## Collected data
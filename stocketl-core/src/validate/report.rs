//! Validation report types.

use std::collections::BTreeMap;
use std::fmt;

use chrono::NaiveDate;
use serde::{Deserialize, Serialize};

/// Error-level finding. Any violation fails the step.
#[derive(Debug, Clone, Copy, PartialEq, Eq, Hash, Serialize, Deserialize)]
#[serde(rename_all = "snake_case")]
pub enum ViolationKind {
    MissingField,
    TypeMismatch,
    OutOfRange,
    TemporalInconsistency,
    DuplicateKey,
    UnknownSymbol,
    MissingSymbol,
    /// A symbol lacks a window date that other symbols in the same file have.
    MissingDate,
    SchemaMismatch,
    EmptyDataset,
    Stale,
}

/// Warning-level finding. Logged and recorded, never fails the step.
#[derive(Debug, Clone, Copy, PartialEq, Eq, Hash, Serialize, Deserialize)]
#[serde(rename_all = "snake_case")]
pub enum WarningKind {
    OldRecord,
    HighPrice,
    HighVolume,
    WideRange,
    SourceDiscrepancy,
    ExtraColumn,
}

#[derive(Debug, Clone, PartialEq, Serialize, Deserialize)]
pub struct Violation {
    pub kind: ViolationKind,
    /// 1-based data row (header excluded); `None` for file-level findings.
    pub row: Option<usize>,
    pub message: String,
}

#[derive(Debug, Clone, PartialEq, Serialize, Deserialize)]
pub struct Warning {
    pub kind: WarningKind,
    pub row: Option<usize>,
    pub message: String,
}

impl fmt::Display for Violation {
    fn fmt(&self, f: &mut fmt::Formatter<'_>) -> fmt::Result {
        match self.row {
            Some(row) => write!(f, "row {row}: {:?}: {}", self.kind, self.message),
            None => write!(f, "{:?}: {}", self.kind, self.message),
        }
    }
}

#[derive(Debug, Clone, Default, PartialEq, Serialize, Deserialize)]
pub struct ValidationMetrics {
    pub record_count: usize,
    pub symbol_count: usize,
    pub first_date: Option<NaiveDate>,
    pub last_date: Option<NaiveDate>,
    pub per_source: BTreeMap<String, usize>,
}

impl ValidationMetrics {
    pub(crate) fn observe_date(&mut self, date: NaiveDate) {
        self.first_date = Some(self.first_date.map_or(date, |d| d.min(date)));
        self.last_date = Some(self.last_date.map_or(date, |d| d.max(date)));
    }
}

#[derive(Debug, Clone, Default, PartialEq, Serialize, Deserialize)]
pub struct ValidationReport {
    /// Name of the validated file, for messages.
    pub dataset: String,
    pub violations: Vec<Violation>,
    pub warnings: Vec<Warning>,
    pub metrics: ValidationMetrics,
}

impl ValidationReport {
    pub fn new(dataset: impl Into<String>) -> Self {
        Self {
            dataset: dataset.into(),
            ..Default::default()
        }
    }

    pub fn passed(&self) -> bool {
        self.violations.is_empty()
    }

    pub fn violation(&mut self, kind: ViolationKind, row: Option<usize>, message: impl Into<String>) {
        self.violations.push(Violation {
            kind,
            row,
            message: message.into(),
        });
    }

    pub fn warn(&mut self, kind: WarningKind, row: Option<usize>, message: impl Into<String>) {
        self.warnings.push(Warning {
            kind,
            row,
            message: message.into(),
        });
    }

    pub fn has_violation(&self, kind: ViolationKind) -> bool {
        self.violations.iter().any(|v| v.kind == kind)
    }

    pub fn has_warning(&self, kind: WarningKind) -> bool {
        self.warnings.iter().any(|w| w.kind == kind)
    }

    /// The first `limit` violations, one per line.
    pub fn summary(&self, limit: usize) -> String {
        let mut lines: Vec<String> = self
            .violations
            .iter()
            .take(limit)
            .map(|v| format!("{}: {v}", self.dataset))
            .collect();
        if self.violations.len() > limit {
            lines.push(format!("... and {} more", self.violations.len() - limit));
        }
        lines.join("\n")
    }

    /// Emit warnings and the outcome through `tracing`.
    pub fn log(&self) {
        for w in &self.warnings {
            tracing::warn!(dataset = %self.dataset, kind = ?w.kind, row = ?w.row, "{}", w.message);
        }
        if self.passed() {
            tracing::info!(
                dataset = %self.dataset,
                records = self.metrics.record_count,
                symbols = self.metrics.symbol_count,
                warnings = self.warnings.len(),
                "validation passed"
            );
        } else {
            tracing::error!(
                dataset = %self.dataset,
                violations = self.violations.len(),
                "validation failed"
            );
        }
    }
}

## Task instructions
Wherever the word "ViolationKind" appears in the entries above, copy that whole line.

## Problem solution
pub enum ViolationKind {
    pub kind: ViolationKind,
    pub fn violation(&mut self, kind: ViolationKind, row: Option<usize>, message: impl Into<String>) {
    pub fn has_violation(&self, kind: ViolationKind) -> bool {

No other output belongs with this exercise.